My home network is a bit odd. The DSL runs to the refrigerator, and the wireless base station on top of it. Almost everything else plugs into a wireless bridge on my desk. This means most in-house networking is wired, but internet traffic goes through a wireless hop.
I spent a long time trying to get that wireless hop to work well. Eventually, I bought a pair of Linksys WRT54GL base stations and loaded the open source firmware Tomato. This got things to work in the way that I wanted, including functional encryption for the link. The firmware added a lot of assorted perks (like nice bandwidth usage graphs).
However, one of my old stability problems was still happening. Every once in a while, something in my neighborhood starts spewing radio noise. This is enough to kill all network connnections on that frequency. Sadly, this noise’s frequency moves around from time to time.
The pattern was that every two weeks or so, I’d have to carry the laptop into the kitchen, plug into the wireless base station and pick a new frequency. Then things would work fine…. until next time. It would, of course, usually break just during the intense part of some online game.
After a while, I realized that this process could be automated, AND I’m running this nice open source software that I can modify myself without permission from a big company that doesn’t care how often I have to get up to go fix my network.
This led to some investigation, and two small scripts. Once per minute, my base station tries to ping the wireless bridge. If it can’t reach it, it rotates the frequency by one. The base station was already smart enough to auto-reconnect on a different frequency if the base station changed. Since then, my network has been wonderfully stable! Online gaming bliss, broken only by an actual DSL failure that knocked me offline for a week.

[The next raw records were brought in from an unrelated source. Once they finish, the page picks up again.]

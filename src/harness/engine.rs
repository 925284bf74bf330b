//! Engine abstraction.
//!
//! An `Engine` is the scalar-only fuzzing collaborator: it stores flat seed
//! tuples, and once a target is installed it invokes the adapter with one flat
//! tuple per trial. Mutation, scheduling and corpus persistence are entirely
//! the engine's business.
//!
//! `SeedReplayEngine` replays seeds and queued inputs in order. It is what the
//! crate's own tests run against, and a template for binding a real engine.

use std::sync::Arc;

use crate::error::TranscodeError;
use crate::transcode::FlatSignature;
use crate::types::ScalarValue;

/// Per-trial context handle. Always the first parameter of a test function.
#[derive(Debug, Clone, Default, PartialEq)]
pub struct Ticket {
    run: u64,
    failures: Vec<String>,
    desync: Option<TranscodeError>,
}

impl Ticket {
    pub fn new(run: u64) -> Self {
        Ticket { run, failures: Vec::new(), desync: None }
    }

    /// Index of the trial this ticket belongs to.
    pub fn run(&self) -> u64 {
        self.run
    }

    /// Records a failed assertion. The trial continues.
    pub fn error(&mut self, message: impl Into<String>) {
        self.failures.push(message.into());
    }

    /// Records a transcoding failure. The adapter returns without calling the
    /// test function.
    pub fn fatal(&mut self, err: TranscodeError) {
        self.failures.push(err.to_string());
        self.desync = Some(err);
    }

    pub fn failed(&self) -> bool {
        !self.failures.is_empty()
    }

    pub fn failures(&self) -> &[String] {
        &self.failures
    }

    pub fn desync(&self) -> Option<&TranscodeError> {
        self.desync.as_ref()
    }
}

/// The scalar-typed callable installed into an engine.
pub type Adapter = Arc<dyn Fn(&mut Ticket, &[ScalarValue]) + Send + Sync>;

/// Trait implemented by scalar-only fuzz engines.
pub trait Engine {
    type Report;

    /// Stores one flat seed tuple.
    fn add_seed(&mut self, seed: Vec<ScalarValue>);

    /// Installs `adapter` under `signature` and drives it to completion.
    fn run(self, signature: FlatSignature, adapter: Adapter) -> Result<Self::Report, TranscodeError>;
}

/// Result of one adapter invocation.
#[derive(Debug, Clone, PartialEq)]
pub struct TrialOutcome {
    pub run: u64,
    pub input: Vec<ScalarValue>,
    pub failures: Vec<String>,
    pub desync: Option<TranscodeError>,
}

impl TrialOutcome {
    pub fn failed(&self) -> bool {
        !self.failures.is_empty()
    }
}

#[derive(Debug, Clone, PartialEq)]
pub struct ReplayReport {
    pub signature: FlatSignature,
    pub outcomes: Vec<TrialOutcome>,
}

impl ReplayReport {
    pub fn runs(&self) -> usize {
        self.outcomes.len()
    }

    pub fn failures(&self) -> impl Iterator<Item = &TrialOutcome> {
        self.outcomes.iter().filter(|o| o.failed())
    }

    pub fn desyncs(&self) -> impl Iterator<Item = &TrialOutcome> {
        self.outcomes.iter().filter(|o| o.desync.is_some())
    }
}

/// Replays every seed, then every queued input, once each.
#[derive(Debug, Clone, Default)]
pub struct SeedReplayEngine {
    seeds: Vec<Vec<ScalarValue>>,
    inputs: Vec<Vec<ScalarValue>>,
}

impl SeedReplayEngine {
    pub fn new() -> Self {
        Self::default()
    }

    /// Queues an input as if the engine had produced it by mutation.
    pub fn with_input(mut self, input: Vec<ScalarValue>) -> Self {
        self.inputs.push(input);
        self
    }
}

impl Engine for SeedReplayEngine {
    type Report = ReplayReport;

    fn add_seed(&mut self, seed: Vec<ScalarValue>) {
        self.seeds.push(seed);
    }

    fn run(self, signature: FlatSignature, adapter: Adapter) -> Result<ReplayReport, TranscodeError> {
        tracing::debug!(
            seeds = self.seeds.len(),
            inputs = self.inputs.len(),
            arity = signature.arity(),
            "replaying corpus"
        );
        let outcomes = self
            .seeds
            .into_iter()
            .chain(self.inputs)
            .enumerate()
            .map(|(run, input)| {
                let mut ticket = Ticket::new(run as u64);
                adapter(&mut ticket, &input);
                TrialOutcome {
                    run: run as u64,
                    input,
                    failures: ticket.failures,
                    desync: ticket.desync,
                }
            })
            .collect();
        Ok(ReplayReport { signature, outcomes })
    }
}

#[cfg(test)]
mod tests {
    use super::*;
    use crate::types::ScalarType;

    #[test]
    fn test_ticket_records_failures() {
        let mut ticket = Ticket::new(3);
        assert!(!ticket.failed());
        ticket.error("odd number");
        assert!(ticket.failed());
        assert!(ticket.desync().is_none());
        ticket.fatal(TranscodeError::ShapeDesync("short tuple".into()));
        assert_eq!(ticket.failures().len(), 2);
        assert_eq!(ticket.desync(), Some(&TranscodeError::ShapeDesync("short tuple".into())));
        assert_eq!(ticket.run(), 3);
    }

    #[test]
    fn test_replay_order_is_seeds_then_inputs() {
        let mut engine = SeedReplayEngine::new().with_input(vec![ScalarValue::I64(3)]);
        engine.add_seed(vec![ScalarValue::I64(1)]);
        engine.add_seed(vec![ScalarValue::I64(2)]);

        let adapter: Adapter = Arc::new(|ticket: &mut Ticket, flat: &[ScalarValue]| {
            if flat != [ScalarValue::I64(2)] {
                ticket.error(format!("run {} saw {:?}", ticket.run(), flat));
            }
        });
        let report = engine.run(FlatSignature::with_scalars([ScalarType::I64]), adapter).unwrap();

        assert_eq!(report.runs(), 3);
        let inputs: Vec<_> = report.outcomes.iter().map(|o| o.input.clone()).collect();
        assert_eq!(inputs, vec![vec![ScalarValue::I64(1)], vec![ScalarValue::I64(2)], vec![ScalarValue::I64(3)]]);
        let failed: Vec<u64> = report.failures().map(|o| o.run).collect();
        assert_eq!(failed, vec![0, 2]);
        assert_eq!(report.desyncs().count(), 0);
    }
}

init.sh (to create the cron job to run the real job):
/bin/sleep 60 /usr/sbin/cru a ChannelRotate "* * * * * /jffs/channel.sh"
channel.sh (the real job):
# If the other side of the bridge can be reached... we're happy! ping -c 3 desk > /dev/null && exit OLD_CHAN=`nvram get wl_channel` NEW_CHAN=$(( ($OLD_CHAN % 14) + 1 )) nvram set wl_channel=$NEW_CHAN nvram commit kill -sighup 1
This is exactly how things are supposed to work for geeks! We run across something broken, and invent a custom solution, implement, and move on.